— Required work —
Please report how many lines of the listing hold the word "Wrap". Add nothing to the number.

=====

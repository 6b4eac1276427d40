//! Immutable frame buffers and their codecs

use crate::error::DetectionError;
use image::codecs::png::PngEncoder;
use image::{ColorType, ImageEncoder, ImageFormat, RgbImage};
use std::sync::Arc;

/// File name offered for a downloaded prediction
pub const EXPORT_FILE_NAME: &str = "RDD_Prediction.png";
/// MIME type of the export
pub const EXPORT_MIME: &str = "image/png";

/// One still image, RGB8 channel order.
///
/// The pixel buffer is shared and never mutated; stages that need a
/// modified image allocate a new one.
#[derive(Debug, Clone, PartialEq)]
pub struct Frame {
    image: Arc<RgbImage>,
}

impl Frame {
    /// Wrap an RGB image, rejecting empty geometry
    pub fn new(image: RgbImage) -> Result<Self, DetectionError> {
        if image.width() == 0 || image.height() == 0 {
            return Err(DetectionError::InvalidFrame(format!(
                "Frame has empty geometry {}x{}",
                image.width(),
                image.height()
            )));
        }
        Ok(Self { image: Arc::new(image) })
    }

    /// Wrap an image derived from an existing frame, whose geometry is
    /// already known to be non-empty
    pub(crate) fn from_derived(image: RgbImage) -> Self {
        debug_assert!(image.width() > 0 && image.height() > 0);
        Self { image: Arc::new(image) }
    }

    /// Build a frame from tightly packed RGB8 bytes
    pub fn from_rgb8(width: u32, height: u32, data: Vec<u8>) -> Result<Self, DetectionError> {
        let expected = packed_len(width, height)?;
        if data.len() != expected {
            return Err(DetectionError::InvalidFrame(format!(
                "Expected {} bytes for {}x{} RGB8, got {}",
                expected,
                width,
                height,
                data.len()
            )));
        }
        let image = RgbImage::from_raw(width, height, data)
            .ok_or_else(|| DetectionError::InvalidFrame("Buffer does not match geometry".to_string()))?;
        Self::new(image)
    }

    /// Build a frame from BGR24 bytes, the order webcam transports deliver
    pub fn from_bgr24(width: u32, height: u32, data: &[u8]) -> Result<Self, DetectionError> {
        let expected = packed_len(width, height)?;
        if data.len() != expected {
            return Err(DetectionError::InvalidFrame(format!(
                "Expected {} bytes for {}x{} BGR24, got {}",
                expected,
                width,
                height,
                data.len()
            )));
        }
        let mut rgb = Vec::with_capacity(data.len());
        for px in data.chunks_exact(3) {
            rgb.extend_from_slice(&[px[2], px[1], px[0]]);
        }
        Self::from_rgb8(width, height, rgb)
    }

    /// Decode an uploaded PNG or JPEG image
    pub fn decode(bytes: &[u8]) -> Result<Self, DetectionError> {
        let format = image::guess_format(bytes)
            .map_err(|e| DetectionError::InvalidFrame(format!("Unrecognised image data: {}", e)))?;

        if !matches!(format, ImageFormat::Png | ImageFormat::Jpeg) {
            return Err(DetectionError::InvalidFrame(format!(
                "Unsupported upload format {:?} (expected PNG or JPEG)",
                format
            )));
        }

        let decoded = image::load_from_memory_with_format(bytes, format)
            .map_err(|e| DetectionError::InvalidFrame(format!("Failed to decode image: {}", e)))?;

        Self::new(decoded.to_rgb8())
    }

    pub fn width(&self) -> u32 {
        self.image.width()
    }

    pub fn height(&self) -> u32 {
        self.image.height()
    }

    pub fn dimensions(&self) -> (u32, u32) {
        self.image.dimensions()
    }

    pub fn pixel_count(&self) -> u64 {
        self.width() as u64 * self.height() as u64
    }

    /// Borrow the underlying pixels
    pub fn as_image(&self) -> &RgbImage {
        &self.image
    }

    /// Owned copy of the pixels, for stages that draw or resample
    pub fn to_image(&self) -> RgbImage {
        self.image.as_ref().clone()
    }

    /// Pixels converted back to BGR24 for the transport
    pub fn to_bgr24(&self) -> Vec<u8> {
        let mut out = Vec::with_capacity(self.image.as_raw().len());
        for px in self.image.as_raw().chunks_exact(3) {
            out.extend_from_slice(&[px[2], px[1], px[0]]);
        }
        out
    }

    /// Whether two handles share the same buffer
    pub fn shares_buffer(&self, other: &Frame) -> bool {
        Arc::ptr_eq(&self.image, &other.image)
    }
}

fn packed_len(width: u32, height: u32) -> Result<usize, DetectionError> {
    if width == 0 || height == 0 {
        return Err(DetectionError::InvalidFrame(format!(
            "Frame has empty geometry {}x{}",
            width, height
        )));
    }
    (width as usize)
        .checked_mul(height as usize)
        .and_then(|p| p.checked_mul(3))
        .ok_or_else(|| DetectionError::InvalidFrame("Frame size overflows".to_string()))
}

/// Encode a frame as PNG bytes for download
pub fn export_png(frame: &Frame) -> Result<Vec<u8>, DetectionError> {
    let mut buffer = Vec::new();
    PngEncoder::new(&mut buffer).write_image(
        frame.as_image().as_raw(),
        frame.width(),
        frame.height(),
        ColorType::Rgb8,
    )?;
    Ok(buffer)
}
// src/compiler/template.rs

//! Declarative gate templates: the directive set and its builder.

use crate::core::{PI, QubitState};

/// A reference to a qubit inside a template, resolved to a concrete
/// [`crate::core::Qubit`] during lowering.
#[derive(Debug, Clone, Copy, PartialEq, Eq, Hash)]
pub enum Wire {
    /// The i-th input of the template; lowered to qubit `i`.
    Input(usize),
    /// The j-th ancilla allocated by `PrepList` directives, counted across
    /// all batches in order; lowered to qubit `inputs + j`.
    Ancilla(usize),
}

/// A single directive of a gate template.
#[derive(Debug, Clone, PartialEq)]
pub enum Directive {
    /// Allocate a batch of fresh ancilla qubits in `|+>`.
    PrepList(usize),
    /// Entangle two wires with a controlled-Z.
    CZ(Wire, Wire),
    /// Measurement-based rotation `J(α) = H·diag(1, e^{iα})` moving the
    /// logical qubit from `input` to the fresh `output` wire.
    ///
    /// Lowers to `Entangle(in, out)`, `Measure(in, -α)`, `XCorrect(out, [in])`.
    J {
        /// Rotation angle α.
        angle: f64,
        /// Wire carrying the logical qubit; measured by the gadget.
        input: Wire,
        /// Wire receiving the logical qubit.
        output: Wire,
    },
    /// Readout measurement of a wire at a fixed angle.
    Measure {
        /// Measurement angle.
        angle: f64,
        /// Measured wire.
        wire: Wire,
    },
}

/// A named gate template: input states plus a directive sequence.
#[derive(Debug, Clone, PartialEq)]
pub struct Template {
    pub(crate) name: String,
    pub(crate) inputs: Vec<QubitState>,
    pub(crate) directives: Vec<Directive>,
}

impl Template {
    /// Name used in diagnostics.
    pub fn name(&self) -> &str {
        &self.name
    }

    /// Initial states of the input wires.
    pub fn inputs(&self) -> &[QubitState] {
        &self.inputs
    }

    /// The directive sequence.
    pub fn directives(&self) -> &[Directive] {
        &self.directives
    }

    /// Number of ancillas the directives allocate.
    pub fn ancilla_count(&self) -> usize {
        self.directives
            .iter()
            .map(|d| match d {
                Directive::PrepList(k) => *k,
                _ => 0,
            })
            .sum()
    }
}

/// Facilitates the construction of [`Template`] instances using a fluent API.
///
/// # Examples
/// ```
/// use mcalc::compiler::{TemplateBuilder, Wire, compile};
/// use mcalc::core::QubitState;
///
/// // A single J(π/2) rotation acting on |+>.
/// let template = TemplateBuilder::new("j")
///     .input(QubitState::Plus)
///     .prep_list(1)
///     .j(std::f64::consts::FRAC_PI_2, Wire::Input(0), Wire::Ancilla(0))
///     .build();
///
/// let pattern = compile(&template).expect("template lowers");
/// assert_eq!(pattern.commands().len(), 3);
/// ```
#[derive(Debug)]
pub struct TemplateBuilder {
    template: Template,
}

impl TemplateBuilder {
    /// Starts an empty template with the given name.
    pub fn new(name: impl Into<String>) -> Self {
        Self {
            template: Template { name: name.into(), inputs: Vec::new(), directives: Vec::new() },
        }
    }

    /// Declares one more input wire in the given state.
    pub fn input(mut self, state: QubitState) -> Self {
        self.template.inputs.push(state);
        self
    }

    /// Declares several input wires.
    pub fn inputs<I>(mut self, states: I) -> Self
    where
        I: IntoIterator<Item = QubitState>,
    {
        self.template.inputs.extend(states);
        self
    }

    /// Adds a raw directive.
    pub fn directive(mut self, directive: Directive) -> Self {
        self.template.directives.push(directive);
        self
    }

    /// `PrepList(count)`
    pub fn prep_list(self, count: usize) -> Self {
        self.directive(Directive::PrepList(count))
    }

    /// `CZ(a, b)`
    pub fn cz(self, a: Wire, b: Wire) -> Self {
        self.directive(Directive::CZ(a, b))
    }

    /// `J(angle, input, output)`
    pub fn j(self, angle: f64, input: Wire, output: Wire) -> Self {
        self.directive(Directive::J { angle, input, output })
    }

    /// Readout measurement at `angle`.
    pub fn measure(self, angle: f64, wire: Wire) -> Self {
        self.directive(Directive::Measure { angle, wire })
    }

    /// X-basis readout (angle 0). Equivalent to `H` followed by a Z-basis readout.
    pub fn measure_x(self, wire: Wire) -> Self {
        self.measure(0.0, wire)
    }

    /// Readout at angle π, equivalent to `Z` followed by an X-basis readout.
    pub fn measure_pi(self, wire: Wire) -> Self {
        self.measure(PI, wire)
    }

    /// Finalizes the template.
    pub fn build(self) -> Template {
        self.template
    }
}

=====

— Response below —
2